Dataset entries:
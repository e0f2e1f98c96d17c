//! Scan session: configuration, lifecycle state machine, probe and pipeline
//! launch, cooperative cancellation and the exactly-once teardown.

mod executor;
mod probe;
mod report;
mod response_pipeline;
mod status;

use std::{
    fmt,
    sync::{
        Arc,
        atomic::{AtomicBool, Ordering},
    },
};

use parking_lot::{Mutex, RwLock};
use tokio::{runtime::Handle, sync::watch, task::JoinHandle};
use tokio_util::sync::CancellationToken;
use tracing::{Instrument, debug, info, info_span, warn};
use url::Url;
use vantage_contracts::{RequestEngine, ScanInstance, Workspace};
use vantage_model::{
    RequestEngineConfig, ScanConfiguration, ScanId, ScanProbeResult, ScanStatus,
};

use crate::{
    error::{Result, ScanError},
    modules::{ModuleHandle, ModuleSet},
    scanner::Scanner,
};

use executor::PhaseExecutor;
pub use probe::ScanProbe;
pub use report::ScanReport;
use status::StatusCell;

/// State guarded by the control lock. Every precondition check and the
/// launch of a probe or the executor happen under it, so `stop` always sees
/// a consistent picture of what is running.
#[derive(Default)]
struct ScanControl {
    request_engine: Option<Arc<dyn RequestEngine>>,
    modules: ModuleSet,
    probe: Option<CancellationToken>,
    worker: Option<JoinHandle<()>>,
}

/// One end-to-end scan session.
pub struct Scan {
    id: ScanId,
    scanner: Scanner,
    instance: Arc<dyn ScanInstance>,
    workspace: Arc<dyn Workspace>,
    config: RwLock<ScanConfiguration>,
    status: StatusCell,
    control: Mutex<ScanControl>,
    cancel: CancellationToken,
    report: Mutex<ScanReport>,
    finish_claimed: AtomicBool,
    finished: watch::Sender<bool>,
}

impl fmt::Debug for Scan {
    fn fmt(&self, f: &mut fmt::Formatter<'_>) -> fmt::Result {
        let control = self.control.try_lock();
        f.debug_struct("Scan")
            .field("id", &self.id)
            .field("status", &self.status.get())
            .field("probe_in_flight", &control.as_ref().map(|c| c.probe.is_some()))
            .field("executor_launched", &control.as_ref().map(|c| c.worker.is_some()))
            .field("cancel_requested", &self.cancel.is_cancelled())
            .field("finished", &*self.finished.borrow())
            .finish()
    }
}

impl Scan {
    pub(crate) fn new(
        scanner: Scanner,
        instance: Arc<dyn ScanInstance>,
        workspace: Arc<dyn Workspace>,
    ) -> Arc<Self> {
        let modules = scanner.module_registry().module_set();
        let (finished, _rx) = watch::channel(false);
        Arc::new(Self {
            id: instance.scan_id(),
            scanner,
            instance,
            workspace,
            config: RwLock::new(ScanConfiguration::default()),
            status: StatusCell::new(),
            control: Mutex::new(ScanControl {
                modules,
                ..ScanControl::default()
            }),
            cancel: CancellationToken::new(),
            report: Mutex::new(ScanReport::default()),
            finish_claimed: AtomicBool::new(false),
            finished,
        })
    }

    pub fn id(&self) -> ScanId {
        self.id
    }

    pub fn status(&self) -> ScanStatus {
        self.status.get()
    }

    pub fn subscribe_status(&self) -> watch::Receiver<ScanStatus> {
        self.status.subscribe()
    }

    pub fn configuration(&self) -> ScanConfiguration {
        self.config.read().clone()
    }

    /// Edits the configuration. Only allowed while the scan is idle; a
    /// request engine built by an earlier probe is discarded so the next use
    /// picks up the new settings.
    pub fn configure<F>(&self, edit: F) -> Result<()>
    where
        F: FnOnce(&mut ScanConfiguration),
    {
        let mut control = self.control.lock();
        if self.status() != ScanStatus::Idle {
            return Err(ScanError::invalid_state(
                "configuration is frozen once a scan has started",
            ));
        }
        if control.probe.is_some() {
            return Err(ScanError::invalid_state(
                "configuration cannot change while a probe is in progress",
            ));
        }
        edit(&mut *self.config.write());
        control.request_engine = None;
        Ok(())
    }

    pub fn set_configuration(&self, config: ScanConfiguration) -> Result<()> {
        self.configure(|current| *current = config)
    }

    pub fn report(&self) -> ScanReport {
        self.report.lock().clone()
    }

    /// Reconciles the held modules against the registry and lists them all.
    pub fn list_modules(&self) -> Vec<ModuleHandle> {
        let mut control = self.control.lock();
        self.reload_modules(&mut control);
        control.modules.handles()
    }

    /// Sends a single reachability check to `uri` and waits for it.
    pub async fn probe(&self, uri: Url) -> Result<ScanProbeResult> {
        let probe = {
            let mut control = self.control.lock();
            if !self.scanner.is_locked(self) {
                return Err(ScanError::LockedState);
            }
            if self.status() != ScanStatus::Idle {
                return Err(ScanError::invalid_state(
                    "unable to probe for a scan that is already running or complete",
                ));
            }
            if control.probe.is_some() {
                return Err(ScanError::invalid_state("another probe is already in progress"));
            }

            let request_engine = self.request_engine(&mut control)?;
            let abort = self.cancel.child_token();
            control.probe = Some(abort.clone());
            ScanProbe::with_abort_token(uri, request_engine, abort)
        };

        let _slot = ProbeSlot { scan: self };
        Ok(probe.run().await)
    }

    /// Launches the crawl and audit pipeline on its own task and returns
    /// without waiting for it.
    pub fn start(self: &Arc<Self>) -> Result<()> {
        let mut control = self.control.lock();
        if !self.scanner.is_locked(self) {
            return Err(ScanError::LockedState);
        }
        if self.status() != ScanStatus::Idle {
            return Err(ScanError::invalid_state("scan is already running or complete"));
        }
        if control.probe.is_some() {
            return Err(ScanError::invalid_state("a probe is in progress"));
        }
        let config = self.configuration();
        let Some(base_uri) = config.base_uri.clone() else {
            return Err(ScanError::InvalidConfiguration(
                "cannot start scan because no base URI was specified".into(),
            ));
        };
        let runtime = Handle::try_current().map_err(|_| {
            ScanError::invalid_state("starting a scan requires a tokio runtime")
        })?;

        let request_engine = self.request_engine(&mut control)?;
        self.reload_modules(&mut control);
        control.modules.disable(&config.disabled_modules);

        self.workspace.set_active_scan_instance(Some(self.id));
        self.report.lock().started_at = Some(chrono::Utc::now());
        self.set_status(ScanStatus::Starting);

        let executor = PhaseExecutor::new(
            Arc::clone(self),
            base_uri.clone(),
            request_engine,
            control.modules.clone(),
            config.log_all_requests,
        );
        let span = info_span!("scan", scan = %self.id, base_uri = %base_uri);
        control.worker = Some(runtime.spawn(executor.run().instrument(span)));
        info!(target: "scan::lifecycle", scan = %self.id, base_uri = %base_uri, "scan started");
        Ok(())
    }

    /// Requests cooperative cancellation. Safe to call at any time and from
    /// any thread; repeated calls and calls after the scan has finished are
    /// no-ops.
    pub fn stop(&self) {
        let control = self.control.lock();
        if self.status().is_terminal() {
            debug!(target: "scan::lifecycle", scan = %self.id, "stop ignored, scan already finished");
            return;
        }

        self.cancel.cancel();
        if let Some(probe) = control.probe.as_ref() {
            info!(target: "scan::lifecycle", scan = %self.id, "aborting probe in flight");
            probe.cancel();
        }
        if control.worker.is_some() {
            info!(target: "scan::lifecycle", scan = %self.id, "stop requested, executor will wind down");
            return;
        }

        // Nothing was launched; cancel and tear down right here.
        self.set_status(ScanStatus::Cancelled);
        drop(control);
        self.finish();
    }

    /// Resolves once teardown has run.
    pub async fn wait_finished(&self) {
        let mut rx = self.finished.subscribe();
        // The sender lives in `self`, so the channel cannot close under us.
        let _ = rx.wait_for(|finished| *finished).await;
    }

    pub fn is_finished(&self) -> bool {
        *self.finished.borrow()
    }

    pub(crate) fn cancel_token(&self) -> &CancellationToken {
        &self.cancel
    }

    pub(crate) fn scanner(&self) -> &Scanner {
        &self.scanner
    }

    pub(crate) fn record<F>(&self, update: F)
    where
        F: FnOnce(&mut ScanReport),
    {
        update(&mut self.report.lock());
    }

    pub(crate) fn set_status(&self, next: ScanStatus) {
        match self.status.transition(next) {
            Some(previous) => {
                self.instance.update_status(next);
                info!(
                    target: "scan::lifecycle",
                    scan = %self.id,
                    from = %previous,
                    to = %next,
                    "scan status changed"
                );
            }
            None => debug!(
                target: "scan::lifecycle",
                scan = %self.id,
                current = %self.status(),
                rejected = %next,
                "status transition rejected"
            ),
        }
    }

    /// Clears the active scan pointer and releases the scanner and workspace
    /// locks. Effects run once; later calls return immediately.
    pub(crate) fn finish(&self) {
        if self.finish_claimed.swap(true, Ordering::SeqCst) {
            debug!(target: "scan::lifecycle", scan = %self.id, "finish already ran");
            return;
        }

        self.workspace.set_active_scan_instance(None);
        if !self.scanner.release(self.id) {
            debug!(target: "scan::lifecycle", scan = %self.id, "scan did not hold the scanner lock at finish");
        }
        self.workspace.unlock();
        self.report.lock().finished_at = Some(chrono::Utc::now());
        self.finished.send_replace(true);
        info!(target: "scan::lifecycle", scan = %self.id, status = %self.status(), "scan finished");
    }

    fn request_engine(&self, control: &mut ScanControl) -> Result<Arc<dyn RequestEngine>> {
        if let Some(engine) = control.request_engine.as_ref() {
            return Ok(Arc::clone(engine));
        }

        let factory = &self.scanner.services().request_engines;
        let config = engine_config(factory.create_config(), &self.config.read());
        let origin = self.workspace.request_origin(self.id);
        let engine = factory.create_request_engine(config, origin).map_err(|err| {
            warn!(target: "scan::lifecycle", scan = %self.id, error = %err, "failed to build request engine");
            ScanError::from(err)
        })?;
        control.request_engine = Some(Arc::clone(&engine));
        Ok(engine)
    }

    fn reload_modules(&self, control: &mut ScanControl) {
        control.modules = self
            .scanner
            .module_registry()
            .update_module_set(&control.modules);
    }
}

/// Clears the probe slot however the probe future ends, including when the
/// caller drops it.
struct ProbeSlot<'a> {
    scan: &'a Scan,
}

impl Drop for ProbeSlot<'_> {
    fn drop(&mut self) {
        self.scan.control.lock().probe = None;
    }
}

/// Applies a scan's limits on top of the factory's defaults.
fn engine_config(
    mut base: RequestEngineConfig,
    config: &ScanConfiguration,
) -> RequestEngineConfig {
    for cookie in &config.cookies {
        base.add_cookie(cookie.clone());
    }
    if config.max_requests_per_second > 0 {
        base.requests_per_minute = Some(config.max_requests_per_second.saturating_mul(60));
    }
    base.max_connections = config.max_connections;
    base.max_connections_per_route = config.max_connections;
    base.max_response_kilobytes = config.max_response_kilobytes;
    base
}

Exercise instructions:
Search the data above for the string "RequestEngineConfig" and report each line that holds it.

Output for this exercise:
    RequestEngineConfig, ScanConfiguration, ScanId, ScanProbeResult, ScanStatus,
    mut base: RequestEngineConfig,
) -> RequestEngineConfig {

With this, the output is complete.